■ What you need to do ■
Please report how many lines in the data below contain "bounds". Nothing besides the number should be written.

-------- Supplied records --------

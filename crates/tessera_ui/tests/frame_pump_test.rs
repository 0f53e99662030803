//! Integration test for the frame pump.
//!
//! Drives a whole interface through `Ui::run_frame` with scripted input and
//! checks what reaches the widgets and the renderer.

use std::cell::RefCell;
use std::rc::Rc;

use tessera_ui::widgets::{CheckBox, Slider, TextBox};
use tessera_ui::{
    Axis, Color, Container, DrawCtx, Flow, InputState, Key, MonospaceMetrics, MouseButton, NodeId, Painter,
    PointerHandler, Rect, RecordingRenderer, RenderCommand, Ui, UiConfig, UiTree, Vec2, Widget,
};

struct Harness {
    ui: Ui,
    input: InputState,
    renderer: RecordingRenderer,
}

impl Harness {
    fn new() -> Self {
        Self {
            ui: Ui::new(UiConfig::default(), Vec2::new(800.0, 600.0), MonospaceMetrics::default()),
            input: InputState::new(),
            renderer: RecordingRenderer::new(),
        }
    }

    fn frame(&mut self) {
        self.ui.run_frame(&mut self.input, &mut self.renderer);
        self.input.begin_frame();
    }

    fn click(&mut self, x: f32, y: f32) {
        self.input.set_mouse_pos(x, y);
        self.input.mouse_button_down(MouseButton::Left);
        self.frame();
        self.input.mouse_button_up(MouseButton::Left);
        self.frame();
    }

    fn add(&mut self, id: NodeId) {
        let root = self.ui.root();
        self.ui.tree_mut().add_both(root, id, false).unwrap();
    }
}

/// Paints a solid block and logs the clicks it receives.
struct Block {
    name: &'static str,
    color: Color,
    log: Rc<RefCell<Vec<&'static str>>>,
}

impl Widget for Block {
    fn draw(&self, ctx: &DrawCtx<'_>, painter: &mut Painter<'_>) {
        painter.fill_rect(ctx.bounds, self.color);
    }

    fn as_pointer(&mut self) -> Option<&mut dyn PointerHandler> {
        Some(self)
    }
}

impl PointerHandler for Block {
    fn on_click(&mut self, _tree: &mut UiTree, _me: NodeId, _position: Vec2, _button: MouseButton) -> bool {
        self.log.borrow_mut().push(self.name);
        true
    }
}

fn block(tree: &mut UiTree, name: &'static str, color: Color, log: &Rc<RefCell<Vec<&'static str>>>) -> NodeId {
    tree.create(
        Vec2::new(100.0, 100.0),
        Vec2::new(50.0, 50.0),
        Block { name, color, log: Rc::clone(log) },
    )
}

#[test]
fn test_held_key_edits_at_start_then_repeat_delay() {
    let mut h = Harness::new();
    let text_box = TextBox::builder(50).with_offset(Vec2::new(10.0, 10.0)).build(h.ui.tree_mut());
    h.add(text_box);

    h.click(20.0, 20.0);
    assert!(h.ui.tree().focus().is_keyboard_focused(text_box));

    h.input.key_down(Key::Char('a'));
    let mut edits = Vec::new();
    let mut previous = 0;
    for frame in 0..50 {
        h.frame();
        let len = h.ui.tree().widget::<TextBox>(text_box).unwrap().text().len();
        if len > previous {
            edits.push(frame);
            previous = len;
        }
    }
    assert_eq!(edits, vec![0, 15, 27, 39]);
    assert_eq!(h.ui.tree().widget::<TextBox>(text_box).unwrap().text(), "aaaa");

    h.input.key_up(Key::Char('a'));
    h.frame();
    let repeat = *h.ui.tree().widget::<TextBox>(text_box).unwrap().key_repeat();
    assert_eq!(repeat.start_count(), 0);
    assert_eq!(repeat.repeat_count(), 0);
    assert_eq!(h.ui.tree().focus().tracked_key(), None);

    // Idle frames leave the counters alone.
    for _ in 0..5 {
        h.frame();
    }
    let repeat = *h.ui.tree().widget::<TextBox>(text_box).unwrap().key_repeat();
    assert_eq!(repeat.start_count(), 0);
}

#[test]
fn test_focus_change_mid_hold_stops_old_box_repeating() {
    let mut h = Harness::new();
    let first = TextBox::builder(20).with_offset(Vec2::new(10.0, 10.0)).build(h.ui.tree_mut());
    let second = TextBox::builder(20).with_offset(Vec2::new(10.0, 60.0)).build(h.ui.tree_mut());
    h.add(first);
    h.add(second);

    h.click(20.0, 20.0);
    h.input.key_down(Key::Char('a'));
    for _ in 0..20 {
        h.frame();
    }
    assert!(h.ui.tree().widget::<TextBox>(first).unwrap().key_repeat().is_repeating());

    // The key stays down while focus moves.
    h.click(20.0, 70.0);
    assert!(h.ui.tree().focus().is_keyboard_focused(second));
    let typed = h.ui.tree().widget::<TextBox>(first).unwrap().text().len();

    for _ in 0..30 {
        h.frame();
    }
    let old = h.ui.tree().widget::<TextBox>(first).unwrap();
    assert_eq!(old.text().len(), typed);
    assert_eq!(old.key_repeat().start_count(), 0);
    assert_eq!(old.key_repeat().repeat_count(), 0);
    assert!(!old.key_repeat().is_repeating());
    assert_eq!(h.ui.tree().widget::<TextBox>(second).unwrap().text(), "");
}

#[test]
fn test_keys_without_focus_are_dropped() {
    let mut h = Harness::new();
    let text_box = TextBox::builder(10).with_offset(Vec2::new(10.0, 10.0)).build(h.ui.tree_mut());
    h.add(text_box);

    h.input.key_down(Key::Char('x'));
    h.frame();
    h.input.key_up(Key::Char('x'));
    h.frame();

    assert_eq!(h.ui.tree().widget::<TextBox>(text_box).unwrap().text(), "");
}

#[test]
fn test_dispatch_follows_z_not_registration_order() {
    for reversed in [false, true] {
        let mut h = Harness::new();
        let log = Rc::new(RefCell::new(Vec::new()));
        let tree = h.ui.tree_mut();
        let front = block(tree, "front", Color::RED, &log);
        let back = block(tree, "back", Color::BLUE, &log);
        tree.set_z_index(front, 10);
        tree.set_z_index(back, 5);
        if reversed {
            h.add(back);
            h.add(front);
        } else {
            h.add(front);
            h.add(back);
        }

        h.click(120.0, 120.0);
        assert_eq!(*log.borrow(), vec!["front"]);

        // The z 10 block is painted after the z 5 block.
        let fills: Vec<Color> = h
            .renderer
            .commands()
            .iter()
            .filter_map(|command| match command {
                RenderCommand::FillRect { bounds, color } if *bounds == Rect::new(100.0, 100.0, 50.0, 50.0) => {
                    Some(*color)
                }
                _ => None,
            })
            .collect();
        assert_eq!(fills, vec![Color::BLUE, Color::RED]);
    }
}

#[test]
fn test_child_outside_parent_gets_empty_clip() {
    let mut h = Harness::new();
    let log = Rc::new(RefCell::new(Vec::new()));
    let tree = h.ui.tree_mut();
    let parent = Container::fixed(tree, Vec2::new(10.0, 10.0), Vec2::new(50.0, 50.0), Flow::Free);
    let child = block(tree, "child", Color::RED, &log);
    tree.add_component(parent, child, false).unwrap();
    h.add(parent);

    h.frame();
    let clips: Vec<Rect> = h
        .renderer
        .commands()
        .iter()
        .filter_map(|command| match command {
            RenderCommand::BeginClip { bounds } => Some(*bounds),
            _ => None,
        })
        .collect();

    assert!(clips.iter().all(|clip| clip.width >= 0.0 && clip.height >= 0.0));
    assert!(clips.iter().any(Rect::is_empty));
    assert_eq!(h.renderer.commands().last(), Some(&RenderCommand::EndClip));
    assert_eq!(h.renderer.frames(), 1);
}

#[test]
fn test_moving_ancestor_moves_descendants() {
    let mut h = Harness::new();
    let tree = h.ui.tree_mut();
    let outer = Container::fixed(tree, Vec2::new(10.0, 10.0), Vec2::new(300.0, 300.0), Flow::Free);
    let inner = Container::fixed(tree, Vec2::new(20.0, 20.0), Vec2::new(100.0, 100.0), Flow::Free);
    let check = CheckBox::new(false).build(tree, Vec2::new(5.0, 5.0), Vec2::new(20.0, 20.0));
    tree.add_both(inner, check, false).unwrap();
    tree.add_both(outer, inner, false).unwrap();
    h.add(outer);

    // The border pulls the check box out by its margin.
    assert_eq!(h.ui.tree().global_offset(check), Vec2::new(33.0, 33.0));
    h.ui.tree_mut().set_offset(outer, Vec2::new(110.0, 60.0));
    assert_eq!(h.ui.tree().global_offset(check), Vec2::new(133.0, 83.0));

    h.click(140.0, 90.0);
    assert!(h.ui.tree().widget::<CheckBox>(check).unwrap().is_checked());
}

#[test]
fn test_slider_drag_ends_on_release() {
    let mut h = Harness::new();
    let values = Rc::new(RefCell::new(Vec::new()));
    let sink = Rc::clone(&values);
    let slider = Slider::new(Axis::Horizontal)
        .with_on_change(move |_, value| sink.borrow_mut().push(value))
        .build(h.ui.tree_mut(), Vec2::new(100.0, 100.0), Vec2::new(100.0, 10.0));
    h.add(slider);

    h.input.set_mouse_pos(100.0, 105.0);
    h.input.mouse_button_down(MouseButton::Left);
    h.frame();
    assert_eq!(h.ui.tree().focus().drag_holder(), Some(slider));

    h.input.set_mouse_pos(150.0, 300.0);
    h.frame();
    let value = h.ui.tree().widget::<Slider>(slider).unwrap().value();
    assert!((value - 0.5).abs() < 1e-4, "value {value}");

    h.input.set_mouse_pos(500.0, 105.0);
    h.frame();
    assert_eq!(h.ui.tree().widget::<Slider>(slider).unwrap().value(), 1.0);

    h.input.mouse_button_up(MouseButton::Left);
    h.frame();
    assert_eq!(h.ui.tree().focus().drag_holder(), None);
    assert!(h.ui.tree().focus().drag_session().is_none());

    // Moving after release no longer drags.
    let reported = values.borrow().len();
    h.input.set_mouse_pos(120.0, 105.0);
    h.frame();
    assert_eq!(values.borrow().len(), reported);
}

--------

■ Task solution ■
3